Now Duhamel may have stumbled upon the potential for such grifts quite by accident. In 1956 a $500 bond is stolen from a bank in Charlesbourg, on the northern outskirts of Quebec City. The bond ends up in the possession of a man called Beaudoin who in 1960s happens to be staying in one of the Montreal rooming houses operated by Duhamel. Beaudoin quote, “disappears”. While cleaning his room Duhamels’s then wife, Laurette quote “finds” the bond while going through his effects. Again, Duhamel got off scott-free in this affair with the judge stating that, “the witnesses had incredible memories but that their testimony was believable.”

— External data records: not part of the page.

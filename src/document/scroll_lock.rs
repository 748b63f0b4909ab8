//! Body scroll locking.

use super::DocumentState;
use std::cell::RefCell;
use std::rc::Weak;

/// Overflow behaviour of the document body
#[derive(Debug, Clone, Copy, PartialEq, Eq, Default)]
pub enum Overflow {
    /// Background content scrolls normally
    #[default]
    Auto,
    /// Background scrolling is suppressed
    Hidden,
}

#[derive(Debug, Default)]
pub(crate) struct ScrollState {
    pub overflow: Overflow,
    depth: usize,
    saved: Option<Overflow>,
}

impl ScrollState {
    fn acquire(&mut self) {
        if self.depth == 0 {
            self.saved = Some(self.overflow);
        }
        self.depth += 1;
        self.overflow = Overflow::Hidden;
    }

    fn release(&mut self) {
        if self.depth == 0 {
            return;
        }
        self.depth -= 1;
        if self.depth == 0 {
            self.overflow = self.saved.take().unwrap_or_default();
        }
    }

    pub fn depth(&self) -> usize {
        self.depth
    }
}

/// Holds the body at [`Overflow::Hidden`] while alive.
///
/// Locks nest: the overflow seen by the first lock comes back when the last
/// one is released, whatever order they are dropped in.
#[must_use = "dropping the lock releases it immediately"]
#[derive(Debug)]
pub struct ScrollLock {
    state: Weak<RefCell<DocumentState>>,
}

impl ScrollLock {
    pub(crate) fn acquire(state: Weak<RefCell<DocumentState>>) -> Self {
        if let Some(state) = state.upgrade() {
            state.borrow_mut().scroll.acquire();
        }
        Self { state }
    }
}

impl Drop for ScrollLock {
    fn drop(&mut self) {
        if let Some(state) = self.state.upgrade() {
            state.borrow_mut().scroll.release();
        }
    }
}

Later, Duhamel was again acquitted in another bond conspiracy case where he was found to be in possession of stolen bond coupons from a Valleyfield bank. By 1963 the acquittals were over for Duhamel. The judge set bail at $35,000, an amount Duhamel was unable to come up with, and he was forced to await trail in the Bordeaux jail.
At the preliminary inquiry co-conspirator Armand Gagne testifies that while working as a bank accountant at the Banque Nationale Canadienne in Laval he was “tipped” $800 for cashing $16,000 worth of the stolen government bonds. Gagne went on to say that he was introduced to Duhamel by the other co-conspirator, Guy Desjardins who took Gagne to Duhamel’s home in NDG with a desire to “do a little night work.” Gagne testified that at that meeting Duhamel was extremely generous, the champagne and cognac flowed. Duhamel finally explained to the two men that he was in possession of a substantial amount of securities, but need assistance to liquidate them.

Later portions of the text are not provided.